MS, incidentally, found it interesting enough to offer to buy it twice in 1996 and 1997.
oh, and having met Dennis Ritchie in a work environment, i'm thinking that if your co-worker was chewed out, he/she deserved it. the big three - Dennis, Ken, and Brian - are some of the easiest geniuses to work with i've ever met (and Bell Labs had plenty wandering around).
not likely.
leaving aside all the questions of them being in separate domains (they're both software, but they do totally unrelated things), there's precedence questions.
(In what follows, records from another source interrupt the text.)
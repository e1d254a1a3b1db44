//! Promo code types for omni-credits.
//!
//! Codes are matched case-insensitively and stored normalized. Validation is
//! an ordered state machine: the first failing check wins, and redemption
//! re-runs the same checks inside the store's atomic boundary.

use chrono::{DateTime, Utc};
use serde::{Deserialize, Serialize};

use crate::UserId;

/// What a promo code grants.
#[derive(Debug, Clone, Copy, PartialEq, Eq, Serialize, Deserialize)]
#[serde(rename_all = "snake_case")]
pub enum PromoKind {
    /// Grants credits directly on redemption.
    Credits,
    /// Percentage discount applied at checkout.
    DiscountPercent,
    /// Fixed discount (minor currency units) applied at checkout.
    DiscountFixed,
}

impl PromoKind {
    /// Stable snake_case name, used in API payloads.
    #[must_use]
    pub const fn as_str(&self) -> &'static str {
        match self {
            Self::Credits => "credits",
            Self::DiscountPercent => "discount_percent",
            Self::DiscountFixed => "discount_fixed",
        }
    }
}

/// A redeemable promo code.
#[derive(Debug, Clone, Serialize, Deserialize)]
pub struct PromoCode {
    /// The code, normalized to uppercase.
    pub code: String,

    /// What the code grants.
    pub kind: PromoKind,

    /// Credits for `Credits` codes, percent or minor currency units for
    /// discount codes.
    pub value: i64,

    /// Whether the code can currently be redeemed.
    pub active: bool,

    /// Optional expiry timestamp.
    pub expires_at: Option<DateTime<Utc>>,

    /// Optional cap on total redemptions.
    pub max_uses: Option<u32>,

    /// How many times the code has been redeemed.
    pub used_count: u32,

    /// When the code was created.
    pub created_at: DateTime<Utc>,
}

impl PromoCode {
    /// Create a new active code. The code string is normalized.
    #[must_use]
    pub fn new(code: &str, kind: PromoKind, value: i64) -> Self {
        Self {
            code: normalize_code(code),
            kind,
            value,
            active: true,
            expires_at: None,
            max_uses: None,
            used_count: 0,
            created_at: Utc::now(),
        }
    }

    /// Set an expiry timestamp.
    #[must_use]
    pub fn with_expiry(mut self, expires_at: DateTime<Utc>) -> Self {
        self.expires_at = Some(expires_at);
        self
    }

    /// Cap the total number of redemptions.
    #[must_use]
    pub fn with_max_uses(mut self, max_uses: u32) -> Self {
        self.max_uses = Some(max_uses);
        self
    }

    /// Run the ordered validation checks for a prospective redemption.
    ///
    /// `already_used` is whether this user already holds a redemption for
    /// this code. The existence check (`InvalidCode`) happens at lookup time,
    /// before a `PromoCode` value exists.
    ///
    /// # Errors
    ///
    /// Returns the first failing check as a [`PromoRejection`].
    pub fn validate(
        &self,
        now: DateTime<Utc>,
        already_used: bool,
    ) -> Result<(), PromoRejection> {
        if !self.active {
            return Err(PromoRejection::CodeInactive);
        }
        if self.expires_at.is_some_and(|expiry| now > expiry) {
            return Err(PromoRejection::CodeExpired);
        }
        if self.max_uses.is_some_and(|cap| self.used_count >= cap) {
            return Err(PromoRejection::CodeExhausted);
        }
        if already_used {
            return Err(PromoRejection::AlreadyUsed);
        }
        Ok(())
    }
}

/// Normalize a code for storage and lookup (codes match case-insensitively).
#[must_use]
pub fn normalize_code(code: &str) -> String {
    code.trim().to_uppercase()
}

/// One user's redemption of one code.
#[derive(Debug, Clone, Serialize, Deserialize)]
pub struct PromoRedemption {
    /// The normalized code that was redeemed.
    pub code: String,

    /// The redeeming user.
    pub user_id: UserId,

    /// Credits granted by the redemption.
    pub credits_awarded: i64,

    /// When the redemption happened.
    pub redeemed_at: DateTime<Utc>,
}

/// Why a promo validation or redemption was rejected.
///
/// These are expected business outcomes, returned as values for the caller
/// to branch on. The presentation layer maps [`error_code`](Self::error_code)
/// to a localized message.
#[derive(Debug, Clone, Copy, PartialEq, Eq, thiserror::Error, Serialize, Deserialize)]
#[serde(rename_all = "snake_case")]
pub enum PromoRejection {
    /// No code with this name exists.
    #[error("promo code does not exist")]
    InvalidCode,

    /// The code has been deactivated.
    #[error("promo code is inactive")]
    CodeInactive,

    /// The code's expiry timestamp has passed.
    #[error("promo code has expired")]
    CodeExpired,

    /// The code's redemption cap has been reached.
    #[error("promo code has no redemptions left")]
    CodeExhausted,

    /// This user already redeemed this code.
    #[error("promo code was already redeemed by this user")]
    AlreadyUsed,

    /// Standalone redemption only applies to credits codes.
    #[error("promo code is not a credits code")]
    NotCreditsCode,
}

impl PromoRejection {
    /// Stable error code for per-locale message lookup.
    #[must_use]
    pub const fn error_code(&self) -> &'static str {
        match self {
            Self::InvalidCode => "invalid_code",
            Self::CodeInactive => "code_inactive",
            Self::CodeExpired => "code_expired",
            Self::CodeExhausted => "code_exhausted",
            Self::AlreadyUsed => "already_used",
            Self::NotCreditsCode => "not_credits_code",
        }
    }
}

#[cfg(test)]
mod tests {
    use super::*;
    use chrono::Duration;

    #[test]
    fn codes_are_normalized() {
        let code = PromoCode::new("  welcome10 ", PromoKind::Credits, 10);
        assert_eq!(code.code, "WELCOME10");
        assert_eq!(normalize_code("Welcome10"), "WELCOME10");
    }

    #[test]
    fn valid_code_passes() {
        let code = PromoCode::new("SPRING", PromoKind::Credits, 50);
        assert!(code.validate(Utc::now(), false).is_ok());
    }

    #[test]
    fn inactive_wins_over_expiry() {
        // Validation order: inactive is checked before expiry.
        let mut code = PromoCode::new("OLD", PromoKind::Credits, 50)
            .with_expiry(Utc::now() - Duration::days(1));
        code.active = false;

        assert_eq!(
            code.validate(Utc::now(), false),
            Err(PromoRejection::CodeInactive)
        );
    }

    #[test]
    fn expired_code_rejected() {
        let code = PromoCode::new("OLD", PromoKind::Credits, 50)
            .with_expiry(Utc::now() - Duration::hours(1));

        assert_eq!(
            code.validate(Utc::now(), false),
            Err(PromoRejection::CodeExpired)
        );
    }

    #[test]
    fn exhausted_wins_over_already_used() {
        let mut code = PromoCode::new("CAPPED", PromoKind::Credits, 50).with_max_uses(1);
        code.used_count = 1;

        assert_eq!(
            code.validate(Utc::now(), true),
            Err(PromoRejection::CodeExhausted)
        );
    }

    #[test]
    fn already_used_rejected() {
        let code = PromoCode::new("ONCE", PromoKind::Credits, 50);
        assert_eq!(
            code.validate(Utc::now(), true),
            Err(PromoRejection::AlreadyUsed)
        );
    }

    #[test]
    fn under_cap_passes() {
        let mut code = PromoCode::new("CAPPED", PromoKind::Credits, 50).with_max_uses(100);
        code.used_count = 99;
        assert!(code.validate(Utc::now(), false).is_ok());
    }

    #[test]
    fn error_codes_are_stable() {
        assert_eq!(PromoRejection::InvalidCode.error_code(), "invalid_code");
        assert_eq!(PromoRejection::AlreadyUsed.error_code(), "already_used");
        assert_eq!(
            PromoRejection::NotCreditsCode.error_code(),
            "not_credits_code"
        );
    }
}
Discreet's only been around since 1999; Inferno (the one originally by Lucent, now from VN) has been around since 1996. Inferno (the later) is a properly registered trademark and all that.
i'm currently running it on my PowerBook G4, although i'm not sure if i had to do anything "special" to make it work. ask on the mailing list, or search the archives (or the archives for the plan9 list "9fans" (or comp.os.plan9) which still gets some inferno traffic).
oh, and isn't posting AC kinda silly with your name in your name in your sig?